Analysis of the non-Fourier effect during tumor hyperthermia treatment

• Main Authors: Tien-Wei Lin, 林田葳
• Other Authors: Kuo-Chi Liu
• Format: Others
• Language: zh-TW
• Published: 2010
• Online Access: http://ndltd.ncl.edu.tw/handle/81168249593021240682

碩士 === 遠東科技大學 === 機械研究所 === 98 === A basic understanding of the heat transport occurring in biological tissues during hyperthermia treatment is essential for its improvement. They are serious problems yet sufficiently cleared up. Especially, the temperature distribution inside as well as outside the target region must be known as function of the exposure time in order to provide a level of therapeutic temperature and, on the other hand, to avoid overheating and damaging of the surrounding normal tissue. In accordance with the contents of the literatures, thermal behavior in nonhomogenous media needs a relaxation time to accumulate enough energy to transfer to the nearest element. In reality, the living tissues are highly nonhomogenous, and the velocity of heat transfer in tissues should be limited. Therefore, it should be to pay more attention on the investigation for the non-Fourier effect of heat transfer in living tissues, and then effect the non-Fourier effect on the behavior of bio-heat transfer will be ensured. For more complete results and helpfulness on the development of cancer therapy, this article studies the problem of the magnetic tumor hyperthermia with the space-dependent spherical heat source by using Fourier, Dual-Phase-Lag, and thermal wave models. Comparison among bio-heat transfer models and investigation to the effects of space-dependent heat source are made. The magnetic nanoparticles diffuse form the injected location in the radial direction, so the present problem becomes the bio-heat transfer problem in spherical coordinate. Essentially, there exists the mathematical difficulty for solving the non-Fourier bio-heat transfer problem in spherical coordinate.
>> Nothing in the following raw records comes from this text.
//! Scripted collaborators and a wired-up engine over the in-memory store.

#![allow(dead_code)]

use std::collections::HashMap;
use std::sync::atomic::{AtomicU32, AtomicUsize, Ordering};
use std::sync::{Arc, Mutex};

use async_trait::async_trait;
use chrono::{DateTime, TimeZone, Utc};
use peerscope_core::{
    AccountSnapshot, CostEvent, DerivedProfile, ExternalError, GrowthModel, Handle, PeerRecord,
    Post, Report, RunContext, SocialDataSource,
};
use peerscope_engine::{
    AnalysisOrchestrator, AnalysisStore, ManualClock, MemoryStore, OrchestratorSettings,
    PeerPool, PeerPoolSettings, ProfileCache, ProfileCacheSettings, TweetCache,
};
use serde_json::json;

pub fn t0() -> DateTime<Utc> {
    Utc.with_ymd_and_hms(2026, 4, 1, 8, 0, 0).unwrap()
}

pub fn handle(raw: &str) -> Handle {
    Handle::parse(raw).unwrap()
}

pub fn peer(raw: &str, followers: u64, score: f64) -> PeerRecord {
    PeerRecord::from_value(json!({
        "handle": raw,
        "followers": followers,
        "primary_niche": "Personal finance",
        "estimated_monthly_growth_percent": 9.5,
        "match_score": score,
        "match_reason": "same audience",
        "growth_edge": "daily threads"
    }))
    .unwrap()
}

pub fn sample_post(id: usize) -> Post {
    Post {
        id: id.to_string(),
        text: format!("post number {id}"),
        created_at: None,
        like_count: 10,
        retweet_count: 1,
        reply_count: 2,
        quote_count: 0,
        view_count: Some(400),
    }
}

// ---------------------------------------------------------------------------
// Social source
// ---------------------------------------------------------------------------

pub struct FakeSocial {
    followers: HashMap<String, u64>,
    pub user_calls: AtomicU32,
    pub post_calls: AtomicU32,
    pub last_post_limit: AtomicUsize,
}

impl FakeSocial {
    pub fn new(accounts: &[(&str, u64)]) -> Self {
        Self {
            followers: accounts
                .iter()
                .map(|(h, f)| ((*h).to_string(), *f))
                .collect(),
            user_calls: AtomicU32::new(0),
            post_calls: AtomicU32::new(0),
            last_post_limit: AtomicUsize::new(0),
        }
    }

    pub fn user_calls(&self) -> u32 {
        self.user_calls.load(Ordering::SeqCst)
    }

    pub fn post_calls(&self) -> u32 {
        self.post_calls.load(Ordering::SeqCst)
    }
}

#[async_trait]
impl SocialDataSource for FakeSocial {
    async fn user_by_handle(
        &self,
        ctx: &RunContext,
        handle: &Handle,
    ) -> Result<AccountSnapshot, ExternalError> {
        self.user_calls.fetch_add(1, Ordering::SeqCst);
        let followers =
            *self
                .followers
                .get(handle.as_str())
                .ok_or_else(|| ExternalError::NotFound {
                    target: "fake".to_string(),
                    resource: format!("user {handle}"),
                })?;
        ctx.record_cost(CostEvent::UserInfo);
        Ok(AccountSnapshot {
            external_id: Some(format!("id-{handle}")),
            handle: handle.clone(),
            name: None,
            description: None,
            profile_image_url: None,
            followers,
            following: 250,
            post_count: 3_000,
        })
    }

    async fn recent_posts(
        &self,
        ctx: &RunContext,
        _handle: &Handle,
        max_results: usize,
    ) -> Result<Vec<Post>, ExternalError> {
        self.post_calls.fetch_add(1, Ordering::SeqCst);
        self.last_post_limit.store(max_results, Ordering::SeqCst);
        let posts: Vec<Post> = (0..max_results).map(sample_post).collect();
        ctx.record_cost(CostEvent::Posts {
            count: posts.len() as u64,
        });
        Ok(posts)
    }
}

// ---------------------------------------------------------------------------
// Growth model
// ---------------------------------------------------------------------------

pub struct FakeModel {
    niche: String,
    peers: Mutex<Vec<PeerRecord>>,
    peer_failure: Mutex<Option<ExternalError>>,
    insight_failure: Mutex<Option<ExternalError>>,
    /// Post count passed to each `profile` call; `None` for handle-only.
    pub profile_inputs: Mutex<Vec<Option<usize>>>,
    pub peer_calls: AtomicU32,
    pub insight_peer_counts: Mutex<Vec<usize>>,
    /// `profile.followers` as seen by `find_peers` and `generate_insights`.
    pub peer_request_followers: Mutex<Vec<Option<u64>>>,
    pub insight_request_followers: Mutex<Vec<Option<u64>>>,
}

impl FakeModel {
    pub fn new(niche: &str) -> Self {
        Self {
            niche: niche.to_string(),
            peers: Mutex::new(Vec::new()),
            peer_failure: Mutex::new(None),
            insight_failure: Mutex::new(None),
            profile_inputs: Mutex::new(Vec::new()),
            peer_calls: AtomicU32::new(0),
            insight_peer_counts: Mutex::new(Vec::new()),
            peer_request_followers: Mutex::new(Vec::new()),
            insight_request_followers: Mutex::new(Vec::new()),
        }
    }

    pub fn set_peers(&self, peers: Vec<PeerRecord>) {
        *self.peers.lock().unwrap() = peers;
    }

    pub fn fail_peers_with(&self, err: ExternalError) {
        *self.peer_failure.lock().unwrap() = Some(err);
    }

    pub fn fail_insights_with(&self, err: ExternalError) {
        *self.insight_failure.lock().unwrap() = Some(err);
    }

    pub fn peer_calls(&self) -> u32 {
        self.peer_calls.load(Ordering::SeqCst)
    }

    pub fn profile_inputs(&self) -> Vec<Option<usize>> {
        self.profile_inputs.lock().unwrap().clone()
    }

    pub fn peer_request_followers(&self) -> Vec<Option<u64>> {
        self.peer_request_followers.lock().unwrap().clone()
    }

    pub fn insight_request_followers(&self) -> Vec<Option<u64>> {
        self.insight_request_followers.lock().unwrap().clone()
    }
}

fn complete_report() -> serde_json::Value {
    json!({
        "growth_score": 6.0,
        "posting_analysis": {"gap": "posts less often"},
        "content_analysis": {"gap": "fewer visuals"},
        "topic_analysis": {"gap": "narrow"},
        "structure_analysis": {"gap": "no hooks"},
        "insights": [{"title": "Post daily", "priority": "critical"}],
        "quick_wins": ["pin a thread"]
    })
}

#[async_trait]
impl GrowthModel for FakeModel {
    async fn profile(
        &self,
        ctx: &RunContext,
        account: &AccountSnapshot,
        posts: Option<&[Post]>,
    ) -> Result<DerivedProfile, ExternalError> {
        self.profile_inputs
            .lock()
            .unwrap()
            .push(posts.map(<[Post]>::len));
        ctx.record_cost(CostEvent::LanguageModel {
            input_tokens: 1_000,
            output_tokens: 400,
        });
        // Like a real model, the reply does not echo the follower count.
        Ok(DerivedProfile::from_value(json!({
            "handle": account.handle.as_str(),
            "primary_niche": self.niche,
            "average_likes_per_post": 25
        }))?)
    }

    async fn find_peers(
        &self,
        ctx: &RunContext,
        profile: &DerivedProfile,
        count: usize,
    ) -> Result<Vec<PeerRecord>, ExternalError> {
        self.peer_calls.fetch_add(1, Ordering::SeqCst);
        self.peer_request_followers
            .lock()
            .unwrap()
            .push(profile.followers);
        if let Some(err) = self.peer_failure.lock().unwrap().clone() {
            return Err(err);
        }
        ctx.record_cost(CostEvent::LanguageModel {
            input_tokens: 800,
            output_tokens: 1_500,
        });
        let mut peers = self.peers.lock().unwrap().clone();
        if peers.is_empty() {
            return Err(ExternalError::Validation("no peers returned".to_string()));
        }
        peers.truncate(count);
        Ok(peers)
    }

    async fn generate_insights(
        &self,
        ctx: &RunContext,
        profile: &DerivedProfile,
        peers: &[PeerRecord],
    ) -> Result<Report, ExternalError> {
        self.insight_peer_counts.lock().unwrap().push(peers.len());
        self.insight_request_followers
            .lock()
            .unwrap()
            .push(profile.followers);
        if let Some(err) = self.insight_failure.lock().unwrap().clone() {
            return Err(err);
        }
        ctx.record_cost(CostEvent::LanguageModel {
            input_tokens: 2_000,
            output_tokens: 1_000,
        });
        Ok(Report::from_value(complete_report())?)
    }
}

// ---------------------------------------------------------------------------
// Harness
// ---------------------------------------------------------------------------

pub struct Harness {
    pub store: Arc<MemoryStore>,
    pub clock: Arc<ManualClock>,
    pub social: Arc<FakeSocial>,
    pub model: Arc<FakeModel>,
    pub tweets: TweetCache,
    pub pool: PeerPool,
    pub orchestrator: AnalysisOrchestrator,
}

impl Harness {
    pub fn new(accounts: &[(&str, u64)], niche: &str) -> Self {
        let clock = Arc::new(ManualClock::new(t0()));
        let store = Arc::new(MemoryStore::with_clock(clock.clone()));
        let social = Arc::new(FakeSocial::new(accounts));
        let model = Arc::new(FakeModel::new(niche));

        let tweets = TweetCache::new(store.clone(), clock.clone(), 6);
        let profiles = ProfileCache::new(
            store.clone(),
            clock.clone(),
            social.clone(),
            model.clone(),
            tweets.clone(),
            ProfileCacheSettings::default(),
        );
        let pool = PeerPool::new(store.clone(), clock.clone(), PeerPoolSettings::default());
        let orchestrator = AnalysisOrchestrator::new(
            store.clone(),
            clock.clone(),
            model.clone(),
            profiles,
            pool.clone(),
            OrchestratorSettings::default(),
        );

        Self {
            store,
            clock,
            social,
            model,
            tweets,
            pool,
            orchestrator,
        }
    }

    pub async fn add_user(&self, raw: &str) -> i64 {
        self.store.upsert_user(&handle(raw), None).await.unwrap().id
    }

    pub fn context(&self, user_id: i64, raw: &str) -> RunContext {
        RunContext::new(user_id, handle(raw))
    }
}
The mathematical difficulty of the present problem absolutely increases for the difference of the thermo-physical parameters between two layers and the Gaussian distribution source. This article develops a hybrid numerical scheme based on the Laplace transform, change of variables, and the modified discretization technique in conjunction with the hyperbolic shape functions for solving the present problem.